しかも今回、あのショージさんが超重要な役ですからね!
能年玲奈ちゃんは撮り方や演出でもっと輝く子かなぁという印象。
本作では"女優"というより良くも悪くも"素人の女の子"感が強い。作品を選ぶタイプですね。
石原さとみは本当にいろいろな演技ができるようになりました!
強烈なキャラクターでしたが石原さとみ臭を完全に消していて見事に演じていました。
ただ本作では制作側のコントロールはうまくいっておらず、演技が浮いていてしまっていたのが残念。

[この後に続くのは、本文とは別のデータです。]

//! Core types for deckgen

use serde::{Deserialize, Serialize};
use std::path::PathBuf;

/// Lifecycle status reported by the service for a deck or an export job
#[derive(Clone, Copy, Debug, Default, PartialEq, Eq, Serialize, Deserialize)]
#[serde(rename_all = "lowercase")]
pub enum JobStatus {
    /// Accepted, not started
    Pending,
    /// Slides are being generated
    Generating,
    /// Export is rendering
    Processing,
    /// Finished successfully
    Complete,
    /// Failed on the service side
    Error,
    /// Any status string this client does not know
    #[default]
    #[serde(other)]
    Unknown,
}

impl std::fmt::Display for JobStatus {
    fn fmt(&self, f: &mut std::fmt::Formatter<'_>) -> std::fmt::Result {
        let s = match self {
            JobStatus::Pending => "pending",
            JobStatus::Generating => "generating",
            JobStatus::Processing => "processing",
            JobStatus::Complete => "complete",
            JobStatus::Error => "error",
            JobStatus::Unknown => "unknown",
        };
        f.write_str(s)
    }
}

/// A remote deck as returned by `POST /v1/decks` and `GET /v1/decks/:id`
#[derive(Clone, Debug, Default, PartialEq, Serialize, Deserialize)]
pub struct Deck {
    /// Opaque deck identifier (status responses may omit it)
    #[serde(default)]
    pub id: String,

    /// Deck name, if one was given or generated
    #[serde(default)]
    pub name: Option<String>,

    /// Generation status
    #[serde(default)]
    pub status: JobStatus,

    /// Total number of slides (0 until the outline exists)
    #[serde(default)]
    pub slides_count: u32,

    /// Number of slides finished so far
    #[serde(default)]
    pub slides_complete: u32,

    /// Error message when `status` is `error`
    #[serde(default)]
    pub error: Option<String>,
}

/// Response of `POST /v1/decks/:id/export`
#[derive(Clone, Debug, PartialEq, Serialize, Deserialize)]
pub struct ExportStart {
    /// Identifier of the new export job
    pub export_id: String,
}

/// An export job as returned by `GET /v1/decks/:id/export?export_id=ID`
#[derive(Clone, Debug, Default, PartialEq, Serialize, Deserialize)]
pub struct ExportJob {
    /// Export status
    #[serde(default)]
    pub status: JobStatus,

    /// Progress percentage (0-100)
    #[serde(default, deserialize_with = "lenient_progress")]
    pub progress: f64,

    /// Pre-signed URL of the rendered file, present once rendering finished
    #[serde(default)]
    pub download_url: Option<String>,

    /// Error message when `status` is `error`
    #[serde(default)]
    pub error: Option<String>,
}

// Accepts a number, a numeric string or null
fn lenient_progress<'de, D>(deserializer: D) -> Result<f64, D::Error>
where
    D: serde::Deserializer<'de>,
{
    let value = Option::<serde_json::Value>::deserialize(deserializer)?;
    Ok(match value {
        Some(serde_json::Value::Number(n)) => n.as_f64().unwrap_or(0.0),
        Some(serde_json::Value::String(s)) => s.trim().parse().unwrap_or(0.0),
        _ => 0.0,
    })
}

/// Export file format
#[derive(Clone, Copy, Debug, Default, PartialEq, Eq, Serialize, Deserialize)]
#[serde(rename_all = "lowercase")]
pub enum ExportFormat {
    /// PDF document
    #[default]
    Pdf,
    /// PowerPoint presentation
    Pptx,
    /// Slide images
    Png,
}

impl ExportFormat {
    /// Wire name sent to the export endpoint
    pub fn as_str(&self) -> &'static str {
        match self {
            ExportFormat::Pdf => "pdf",
            ExportFormat::Pptx => "pptx",
            ExportFormat::Png => "png",
        }
    }

    /// Extension of the downloaded file
    ///
    /// Only PPTX gets its own extension; every other format is saved as `.pdf`.
    pub fn file_extension(&self) -> &'static str {
        match self {
            ExportFormat::Pptx => "pptx",
            ExportFormat::Pdf | ExportFormat::Png => "pdf",
        }
    }
}

impl std::fmt::Display for ExportFormat {
    fn fmt(&self, f: &mut std::fmt::Formatter<'_>) -> std::fmt::Result {
        f.write_str(self.as_str())
    }
}

impl std::str::FromStr for ExportFormat {
    type Err = String;

    fn from_str(s: &str) -> Result<Self, Self::Err> {
        match s.to_ascii_lowercase().as_str() {
            "pdf" => Ok(ExportFormat::Pdf),
            "pptx" => Ok(ExportFormat::Pptx),
            "png" => Ok(ExportFormat::Png),
            other => Err(format!("unsupported export format '{other}' (pdf|pptx|png)")),
        }
    }
}

/// A file written to disk by the downloader
#[derive(Clone, Debug, PartialEq, Eq)]
pub struct Artifact {
    /// Where the file was written
    pub path: PathBuf,
    /// Number of bytes written
    pub bytes: u64,
    /// Format that was requested for the export
    pub format: ExportFormat,
}

/// Everything one run of the orchestrator needs besides the [`Config`](crate::config::Config)
#[derive(Clone, Debug)]
pub struct GenerateRequest {
    /// Natural-language prompt for the deck
    pub prompt: String,
    /// Optional deck name
    pub name: Option<String>,
    /// Export format
    pub format: ExportFormat,
    /// Ask for higher-resolution slide images before export
    pub upscale: bool,
    /// Directory the artifact is written into
    pub output_dir: PathBuf,
    /// Filename stem overriding the `deck-<id>` default
    pub filename: Option<String>,
    /// Stop after the deck is generated
    pub skip_export: bool,
}

impl GenerateRequest {
    /// Request with default options for the given prompt
    pub fn new(prompt: impl Into<String>) -> Self {
        Self {
            prompt: prompt.into(),
            name: None,
            format: ExportFormat::default(),
            upscale: false,
            output_dir: PathBuf::from("."),
            filename: None,
            skip_export: false,
        }
    }
}

/// Machine-readable result of a run, printed as one JSON line on stdout
#[derive(Clone, Debug, PartialEq, Serialize, Deserialize)]
pub struct RunSummary {
    /// Deck id
    pub id: String,
    /// Deck name
    pub name: Option<String>,
    /// Number of slides generated
    pub slides: u32,
    /// Canonical view URL of the deck
    pub url: String,
    /// Export format (export mode only)
    #[serde(default, skip_serializing_if = "Option::is_none")]
    pub format: Option<ExportFormat>,
    /// Path of the downloaded file (export mode only)
    #[serde(default, skip_serializing_if = "Option::is_none")]
    pub file: Option<PathBuf>,
    /// Size of the downloaded file in bytes (export mode only)
    #[serde(default, skip_serializing_if = "Option::is_none")]
    pub bytes: Option<u64>,
}

// unwrap/expect are acceptable in tests for concise failure-on-error assertions
#[allow(clippy::unwrap_used, clippy::expect_used)]
#[cfg(test)]
mod tests {
    use super::*;
    use serde_json::json;

    #[test]
    fn deck_tolerates_missing_counters() {
        let deck: Deck = serde_json::from_value(json!({
            "id": "d-1",
            "name": "Quarterly update",
            "status": "pending"
        }))
        .unwrap();
        assert_eq!(deck.status, JobStatus::Pending);
        assert_eq!(deck.slides_count, 0);
        assert_eq!(deck.slides_complete, 0);
        assert!(deck.error.is_none());
    }

    #[test]
    fn deck_status_body_without_id_parses() {
        let deck: Deck = serde_json::from_value(json!({
            "status": "complete",
            "slides_count": 3,
            "slides_complete": 3
        }))
        .unwrap();
        assert!(deck.id.is_empty());
        assert_eq!(deck.status, JobStatus::Complete);
        assert_eq!(deck.slides_complete, 3);
    }

    #[test]
    fn unknown_status_maps_to_unknown() {
        let deck: Deck = serde_json::from_value(json!({
            "id": "d-1",
            "status": "queued_for_review"
        }))
        .unwrap();
        assert_eq!(deck.status, JobStatus::Unknown);
    }

    #[test]
    fn export_job_reads_download_url_and_progress() {
        let job: ExportJob = serde_json::from_value(json!({
            "status": "processing",
            "progress": 72.5,
            "download_url": "https://files.test/out.pdf"
        }))
        .unwrap();
        assert_eq!(job.status, JobStatus::Processing);
        assert_eq!(job.progress, 72.5);
        assert_eq!(job.download_url.as_deref(), Some("https://files.test/out.pdf"));
    }

    #[test]
    fn export_progress_accepts_null_and_strings() {
        let job: ExportJob =
            serde_json::from_value(json!({"status": "pending", "progress": null})).unwrap();
        assert_eq!(job.progress, 0.0);

        let job: ExportJob =
            serde_json::from_value(json!({"status": "processing", "progress": "64"})).unwrap();
        assert_eq!(job.progress, 64.0);
    }

    #[test]
    fn only_pptx_has_its_own_extension() {
        assert_eq!(ExportFormat::Pptx.file_extension(), "pptx");
        assert_eq!(ExportFormat::Pdf.file_extension(), "pdf");
        assert_eq!(ExportFormat::Png.file_extension(), "pdf");
    }

    #[test]
    fn export_format_parses_case_insensitively() {
        assert_eq!("PPTX".parse::<ExportFormat>().unwrap(), ExportFormat::Pptx);
        assert_eq!("png".parse::<ExportFormat>().unwrap(), ExportFormat::Png);
        assert!("docx".parse::<ExportFormat>().is_err());
    }

    #[test]
    fn summary_without_export_omits_file_fields() {
        let summary = RunSummary {
            id: "d-1".into(),
            name: Some("Deck".into()),
            slides: 8,
            url: "https://app.test/decks/d-1".into(),
            format: None,
            file: None,
            bytes: None,
        };
        let json = serde_json::to_value(&summary).unwrap();
        let obj = json.as_object().unwrap();
        assert!(!obj.contains_key("file"));
        assert!(!obj.contains_key("format"));
        assert!(!obj.contains_key("bytes"));
        assert_eq!(obj["slides"], 8);
    }

    #[test]
    fn summary_with_export_includes_file() {
        let summary = RunSummary {
            id: "d-1".into(),
            name: None,
            slides: 3,
            url: "https://app.test/decks/d-1".into(),
            format: Some(ExportFormat::Pdf),
            file: Some(PathBuf::from("./deck-d-1.pdf")),
            bytes: Some(1024),
        };
        let json = serde_json::to_value(&summary).unwrap();
        assert_eq!(json["file"], "./deck-d-1.pdf");
        assert_eq!(json["format"], "pdf");
        assert_eq!(json["bytes"], 1024);
    }
}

謎のカツラ感や衣裳のスタイリングも不自然で…スタッフェ…。
小柳友は今回の役のために10キロ増量したそうです。
凄く良い塩梅で、クセの強い、繊細な役柄を演じきっていたように思います。
正直、ここまで演技ができるとは思っていなくてびっくりしました!
最近いろいろな作品で見かける役者さんですが、これからが楽しみですね。
鶴見辰吾が『黄金を抱いて翔べ』に続き、悪役で良い演技を見せてくれました。
短期間に2作品でそれぞれ違う性格の悪役を演じるところを観たので不思議な気分。
チョイ役で『さんま御殿』の再現VTRでお馴染みのぽっちゃり女優さんが出ていたのに高まりました…!(御殿ファンなので←)


センス!センス!センス!


ストーリーを生かすも殺すも、役者を生かすも殺すも、監督の腕次第だなぁ、とあらためて痛感させられました。
ストーリーも良いし、キャストも与えられた仕事をしっかりとやり遂げていたと思うので。
完全に好みの問題ですが、個人的にはスタイリッシュな方向が合っている脚本のような気がします。
別の制作陣でつくったものも観てみたいですね。